### [EXERCISE BRIEF]
Show every line of the data that includes the word "move".

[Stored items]
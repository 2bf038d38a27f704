/// Presentation widgets
///
/// Pure view code: these modules read the session state and emit
/// `Message` intents, nothing else.

pub mod gallery;
pub mod wardrobe;
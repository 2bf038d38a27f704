use tracing_subscriber::EnvFilter;

use tryon_studio::app::TryOnStudio;
use tryon_studio::config::AppConfig;

fn main() -> iced::Result {
    // Initialize structured logging
    tracing_subscriber::fmt()
        .with_env_filter(
            EnvFilter::try_from_default_env().unwrap_or_else(|_| EnvFilter::new("info")),
        )
        .init();

    // The app cannot talk to the generation service without a key
    let config = AppConfig::from_env()
        .expect("Failed to load configuration. Set GEMINI_API_KEY in the environment or a .env file.");

    tracing::info!(model = %config.gemini_model, "starting try-on studio");

    iced::application("Virtual Try-On Studio", TryOnStudio::update, TryOnStudio::view)
        .theme(TryOnStudio::theme)
        .centered()
        .run_with(move || TryOnStudio::new(config))
}
fn write_pump<R, W>(inner: Arc<ConnectionInner<R, W>>, rx: mpsc::Receiver<W>)
where
    R: Send + 'static,
    W: Send + 'static,
{
    let frame = FrameCodec::new(&inner.out_stream);
    loop {
        match rx.recv_timeout(WRITE_POLL) {
            Ok(msg) => {
                if let Err(e) = frame.write_frame(&msg, inner.codec_out.as_ref()) {
                    if e.is_fatal() {
                        close_inner(&inner);
                        break;
                    }
                    fire_error(&inner, &e);
                }
            }
            Err(RecvTimeoutError::Timeout) => {
                if *inner.state.lock().unwrap() != ConnState::Open {
                    break;
                }
            }
            Err(RecvTimeoutError::Disconnected) => break,
        }
    }
}

#[cfg(test)]
mod tests {
    use super::*;
    use crate::codec::TextCodec;
    use std::sync::atomic::{AtomicUsize, Ordering as AtomicOrdering};

    fn unique_name(prefix: &str) -> String {
        static COUNTER: AtomicUsize = AtomicUsize::new(0);
        format!(
            "/ringmem_conn_test_{prefix}_{}_{}",
            std::process::id(),
            COUNTER.fetch_add(1, AtomicOrdering::Relaxed)
        )
    }

    #[test]
    fn open_then_push_message_delivers_and_disconnect_fires_once() {
        let base = unique_name("c1");
        let config = ConnectionConfig::default()
            .with_node_count(64)
            .with_node_size(256);

        let server = Connection::<String, String>::connect(
            &base,
            Role::Acceptor,
            &config,
            Box::new(TextCodec),
            Box::new(TextCodec),
        )
        .unwrap();
        let client = Connection::<String, String>::connect(
            &base,
            Role::Initiator,
            &config,
            Box::new(TextCodec),
            Box::new(TextCodec),
        )
        .unwrap();

        let received = Arc::new(Mutex::new(Vec::new()));
        let received_clone = Arc::clone(&received);
        server.on_message(move |m: &String| {
            received_clone.lock().unwrap().push(m.clone());
        });
        let disconnect_count = Arc::new(AtomicUsize::new(0));
        let dc_clone = Arc::clone(&disconnect_count);
        server.on_disconnect(move || {
            dc_clone.fetch_add(1, AtomicOrdering::SeqCst);
        });

        server.open();
        client.open();
        assert!(client.wait_open(Duration::from_millis(500)));

        client.push_message("hello from client".to_string());

        let deadline = Instant::now() + Duration::from_secs(5);
        while received.lock().unwrap().is_empty() && Instant::now() < deadline {
            thread::sleep(Duration::from_millis(10));
        }
        assert_eq!(received.lock().unwrap().as_slice(), ["hello from client"]);

        client.close();
        server.close();
        assert!(server.wait_closed(Duration::from_secs(5)));
        assert!(client.wait_closed(Duration::from_secs(5)));
        assert_eq!(disconnect_count.load(AtomicOrdering::SeqCst), 1);
    }

    #[test]
    fn close_is_idempotent() {
        let base = unique_name("c2");
        let config = ConnectionConfig::default()
            .with_node_count(8)
            .with_node_size(64);
        let conn = Connection::<String, String>::connect(
            &base,
            Role::Initiator,
            &config,
            Box::new(TextCodec),
            Box::new(TextCodec),
        )
        .unwrap();
        conn.open();
        conn.close();
        conn.close();
        assert!(conn.wait_closed(Duration::from_secs(5)));
    }
}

### [YOUR SOLUTION]
        .run_with(move || TryOnStudio::new(config))
        server.on_message(move |m: &String| {
        server.on_disconnect(move || {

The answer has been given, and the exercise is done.